O governo federal construirá, nos próximos três anos, 150 escolas técnicas, chegando a 354 unidades em 2010. As novas unidades, que contemplam os 26 estados e o DF, integram a segunda fase do Plano de Expansão da Rede Federal de Educação Profissional e Tecnológica. Na primeira fase do projeto, 64 unidades foram construídas no País.
A meta é implantar 50 escolas em 2008; igual número em 2009; e as 50 restantes em 2010. Serão destinados, pelo governo federal, R$ 750 milhões para obras e R$ 500 milhões, por ano, para custeio e pagamento de salários de professores e funcionários, que serão contratados por meio de concurso público.
De 1909, quando foram criadas as primeiras 19 escolas para formação de artíficies e aprendizes, até hoje, o investimento na ampliação da Rede Federal de Educação Profissional e Tecnológica foi descontinuado e esparso.

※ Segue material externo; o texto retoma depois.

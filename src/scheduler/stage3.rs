//! Stage 3: practical streams without a lecture counterpart.
//!
//! Mostly language subjects taught straight from the workload sheet: no
//! lecture to coordinate with, so any weekday is eligible. This is also
//! where subgroup pairing first matters: siblings with different
//! instructors run in parallel at the same (day, slot); siblings sharing
//! an instructor form a *critical pair* placed at day boundaries.

use super::complexity::{complexity_score, group_available_slots, ScoreInputs};
use super::pairs::build_subgroup_pairs;
use super::search::order_days_by_load;
use super::subgroup::{
    schedule_critical_pair, schedule_parallel_subgroup, schedule_standard,
};
use super::{PipelineState, StageOutcome};
use crate::types::{
    base_group, Day, SchedulerConfig, Stream, StreamId, StreamType, UnscheduledStream,
    WeekType,
};
use std::collections::HashSet;
use tracing::debug;

/// Whether a lecture counterpart exists for the practical's subject and
/// any of its base groups
fn has_lecture_counterpart(practical: &Stream, streams: &[Stream]) -> bool {
    let bases: HashSet<String> = practical.groups.iter().map(|g| base_group(g)).collect();
    streams.iter().any(|s| {
        s.stream_type == StreamType::Lecture
            && s.subject == practical.subject
            && s.groups.iter().any(|g| bases.contains(&base_group(g)))
    })
}

pub(crate) fn run(
    state: &mut PipelineState,
    config: &SchedulerConfig,
    streams: &[Stream],
    scheduled: &HashSet<StreamId>,
) -> StageOutcome {
    let candidates: Vec<&Stream> = streams
        .iter()
        .filter(|s| {
            s.stream_type == StreamType::Practical
                && !s.groups.is_empty()
                && !scheduled.contains(&s.id)
                && !has_lecture_counterpart(s, streams)
        })
        .collect();
    debug!(candidates = candidates.len(), "stage 3 filter");

    let pairs = build_subgroup_pairs(&candidates);

    let mut scored: Vec<(f64, &Stream)> = candidates
        .iter()
        .map(|stream| {
            let shift = stream.shift(&config.second_shift_groups);
            let inputs = ScoreInputs {
                instructor_load: state
                    .conflicts
                    .instructor_scheduled_hours(&stream.instructor_id()),
                group_available_slots: group_available_slots(
                    state,
                    &stream.groups[0],
                    &Day::ALL,
                    shift,
                ),
                has_room_constraint: config.subject_rooms.contains_key(&stream.subject),
                is_flexible: config.is_flexible_subject(&stream.subject),
            };
            (complexity_score(stream, &config.tuning.weights, inputs), *stream)
        })
        .collect();
    scored.sort_by(|a, b| b.0.total_cmp(&a.0));

    let mut outcome = StageOutcome::default();
    for (_, stream) in scored {
        let hours = stream.hours_for(WeekType::Both);
        if hours == 0 {
            continue;
        }
        let shift = stream.shift(&config.second_shift_groups);
        let order = |st: &PipelineState| order_days_by_load(st, &stream.groups, &Day::ALL);

        let pair = pairs.get(&stream.id);
        let result = match pair {
            Some(info) if info.critical => schedule_critical_pair(
                state,
                stream,
                shift,
                hours,
                WeekType::Both,
                Some(info),
                &order,
            ),
            Some(info) => schedule_parallel_subgroup(
                state,
                stream,
                shift,
                hours,
                WeekType::Both,
                Some(info),
                &order,
            ),
            None if stream.is_any_subgroup() => schedule_parallel_subgroup(
                state,
                stream,
                shift,
                hours,
                WeekType::Both,
                None,
                &order,
            ),
            None => schedule_standard(state, stream, shift, hours, WeekType::Both, &order),
        };

        match result {
            Ok(assignments) => outcome.assignments.extend(assignments),
            Err((reason, details)) => outcome
                .unscheduled
                .push(UnscheduledStream::from_stream(stream, reason, details)),
        }
    }
    outcome
}

#[cfg(test)]
mod tests {
    use super::*;
    use crate::types::{Room, StreamHours};

    fn practical(id: &str, group: &str, instructor: &str, subgroup: bool) -> Stream {
        Stream {
            id: StreamId(id.to_string()),
            subject: "Foreign Language".to_string(),
            stream_type: StreamType::Practical,
            instructor: instructor.to_string(),
            language: String::new(),
            groups: vec![group.to_string()],
            student_count: 12,
            hours: StreamHours { odd: 1, even: 1 },
            is_subgroup: subgroup,
            is_implicit_subgroup: false,
            paired_stream_id: None,
        }
    }

    fn config(room_count: usize) -> SchedulerConfig {
        SchedulerConfig::with_rooms(
            (0..room_count)
                .map(|i| Room {
                    name: format!("R{i}"),
                    capacity: 25,
                    address: "Addr1".to_string(),
                    is_special: false,
                })
                .collect(),
        )
    }

    #[test]
    fn test_parallel_subgroups_share_position() {
        let config = config(4);
        let mut state = PipelineState::new(&config);
        let streams = vec![
            practical("a", "СТР-21 О /1/", "I1", true),
            practical("b", "СТР-21 О /2/", "I2", true),
        ];
        let outcome = run(&mut state, &config, &streams, &HashSet::new());

        assert_eq!(outcome.assignments.len(), 2);
        let a = &outcome.assignments[0];
        let b = &outcome.assignments[1];
        assert_eq!((a.day, a.slot), (b.day, b.slot), "siblings run in parallel");
        assert_ne!(a.room, b.room, "siblings need distinct rooms");
        assert_eq!(a.week_type, WeekType::Both);
    }

    #[test]
    fn test_critical_pair_at_day_boundaries() {
        let config = config(4);
        let mut state = PipelineState::new(&config);
        let streams = vec![
            practical("a", "СТР-21 О /1/", "Same I.", true),
            practical("b", "СТР-21 О /2/", "Same I.", true),
        ];
        let outcome = run(&mut state, &config, &streams, &HashSet::new());

        assert_eq!(outcome.assignments.len(), 2);
        let a = &outcome.assignments[0];
        let b = &outcome.assignments[1];
        // Same instructor cannot teach both at once
        assert!((a.day, a.slot) != (b.day, b.slot));
        if a.day == b.day {
            // On a shared day the pair must sit at opposite boundaries
            let (first, second) = if a.slot < b.slot { (a, b) } else { (b, a) };
            assert!(second.slot - first.slot > 1, "boundary pair is never adjacent");
        }
    }

    #[test]
    fn test_practical_with_lecture_counterpart_is_skipped() {
        let config = config(2);
        let mut state = PipelineState::new(&config);
        let mut lecture = practical("lec", "СТР-21 О", "I1", false);
        lecture.stream_type = StreamType::Lecture;
        let streams = vec![lecture, practical("a", "СТР-21 О", "I2", false)];
        let outcome = run(&mut state, &config, &streams, &HashSet::new());
        assert!(outcome.assignments.is_empty());
    }

    #[test]
    fn test_split_scheduling_spreads_across_days() {
        // Only one room: a 4-hour practical cannot fit 4 consecutive
        // hours under the 2-hour subject cap, so it splits across days
        let config = config(1);
        let mut state = PipelineState::new(&config);
        let mut s = practical("a", "СТР-21 О", "I1", false);
        s.hours = StreamHours { odd: 4, even: 4 };
        let outcome = run(&mut state, &config, &[s], &HashSet::new());

        assert_eq!(outcome.assignments.len(), 4);
        let days: HashSet<Day> = outcome.assignments.iter().map(|a| a.day).collect();
        assert!(days.len() >= 2, "subject cap forces a split across days");
        assert!(outcome.unscheduled.is_empty());
    }
}
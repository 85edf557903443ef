use super::{
    base_group, shift_for_groups, InstructorId, SecondShiftGroups, Shift, StreamId,
    WeekType,
};
use serde::{Deserialize, Serialize};
use std::fmt;

/// Type of academic stream
#[derive(Debug, Clone, Copy, PartialEq, Eq, Hash, Serialize, Deserialize)]
#[serde(rename_all = "lowercase")]
pub enum StreamType {
    Lecture,
    Practical,
    Lab,
}

impl StreamType {
    pub fn as_str(&self) -> &'static str {
        match self {
            StreamType::Lecture => "lecture",
            StreamType::Practical => "practical",
            StreamType::Lab => "lab",
        }
    }
}

impl fmt::Display for StreamType {
    fn fmt(&self, f: &mut fmt::Formatter<'_>) -> fmt::Result {
        write!(f, "{}", self.as_str())
    }
}

/// Weekly hour counts per week parity
#[derive(Debug, Clone, Copy, Default, PartialEq, Eq, Serialize, Deserialize)]
pub struct StreamHours {
    #[serde(rename = "odd_week", default)]
    pub odd: u8,
    #[serde(rename = "even_week", default)]
    pub even: u8,
}

/// Atomic scheduling unit: one subject, one stream type, one instructor,
/// a set of student groups and weekly hour counts per week parity.
///
/// Streams are created once from parser output and never mutated; stage
/// bookkeeping (scores, shift, pairing) lives in stage-local structures.
#[derive(Debug, Clone, Serialize, Deserialize)]
pub struct Stream {
    pub id: StreamId,
    pub subject: String,
    pub stream_type: StreamType,
    /// Raw instructor spelling from the workload document (may carry an
    /// academic title prefix); use [`Stream::instructor_id`] for comparison
    pub instructor: String,
    #[serde(default)]
    pub language: String,
    pub groups: Vec<String>,
    #[serde(default)]
    pub student_count: u32,
    #[serde(default)]
    pub hours: StreamHours,
    #[serde(default)]
    pub is_subgroup: bool,
    #[serde(default)]
    pub is_implicit_subgroup: bool,
    #[serde(default)]
    pub paired_stream_id: Option<StreamId>,
}

impl Stream {
    /// Hours to place for a target week type: the per-parity count for
    /// `Odd`/`Even`, the max of the two for `Both`
    pub fn hours_for(&self, week_type: WeekType) -> u8 {
        match week_type {
            WeekType::Odd => self.hours.odd,
            WeekType::Even => self.hours.even,
            WeekType::Both => self.hours.odd.max(self.hours.even),
        }
    }

    /// Weekly hours used for priority sorting and `Both`-week placement
    pub fn max_hours(&self) -> u8 {
        self.hours.odd.max(self.hours.even)
    }

    /// Normalized instructor identity
    pub fn instructor_id(&self) -> InstructorId {
        InstructorId::normalize(&self.instructor)
    }

    /// Base groups (subgroup notation stripped), deduplicated
    pub fn base_groups(&self) -> Vec<String> {
        let mut out: Vec<String> = self.groups.iter().map(|g| base_group(g)).collect();
        out.sort();
        out.dedup();
        out
    }

    /// Shift this stream's groups study in
    pub fn shift(&self, forced_second: &SecondShiftGroups) -> Shift {
        shift_for_groups(&self.groups, forced_second)
    }

    /// Whether any group of the stream carries subgroup notation or the
    /// stream is flagged as an (implicit) subgroup split
    pub fn is_any_subgroup(&self) -> bool {
        self.is_subgroup
            || self.is_implicit_subgroup
            || self.groups.iter().any(|g| super::parse_subgroup(g).is_some())
    }
}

É a segunda vez, desde o início do Século XX, que o governo impulsiona a educação profissional no País. A primeira foi durante o período da ditadura militar, no final dos anos 60, quando os ensinos médio e técnico foram integrados, a partir de 1971. Naquele período, o ensino técnico foi considerado fundamental para dar prosseguimento ao crescimento da economia. Entre 1968 e 1974, o País crescia a taxas de 7% e 8%. O governo determinou a integração dos ensinos médio e profissional em todas as instituições. Nem todas as escolas de ensino médio, porém, tinham condições de oferecer educação técnica.
Somente em novembro de 2005, com a revogação, pelo MEC, da Lei 9.649, de 1998, que impedia a expansão da educação profissional, a União pôde criar mais escolas técnicas, agrotécnicas federais e unidades descentralizadas.
Até então, nunca o País tinha assistido a uma ampliação tão acelerada do acesso de jovens trabalhadores à formação profissional. Com a primeira e segunda fases do Plano de Expansão, às 160 mil vagas atuais serão acrescidas outras 274 mil, o que ampliará em 171% o acesso de jovens ao mundo do trabalho.
Para a escolha de cada um dos municípios que receberão uma escola ou unidade descentralizada, foi adotado o conceito de cidade-pólo, de forma a alcançar o maior número de regiões no País. A seleção dos municípios seguiu critérios de equilíbrio na distribuição territorial; cobertura do maior número possível de um conjunto de cidades; sintonia com arranjos produtivos locais; aproveitamento de infra-estruturas físicas; e identificação de potenciais parcerias.
As unidades de ensino, que têm raio de abrangência de 50 km, oferecerão condições para a qualificação profissional, suporte ao desenvolvimento das atividades produtivas locais e disseminação de conhecimentos científicos e tecnológicos. As escolas deverão ter, no início, pelo menos cinco cursos técnicos de nível médio. Os temas dos cursos serão debatidos em audiências públicas nas regiões, pois o objetivo do MEC será adequar os conteúdos à matriz produtiva local.
Definidas as cidades, as prefeituras doarão, como contrapartida, à União, terreno ou prédio para a implantação da unidade. Acervo bibliográfico, serviços de transporte escolar aos alunos e recursos financeiros da instituição proponente ou de parceiros serão, ainda, contribuição que somarão pontos para a definição do cronograma de obras nos municípios. Este documento será divulgado no dia 4 de setembro.
Eliezer Pacheco é secretário de Educação Profissional e Tecnológica do MEC.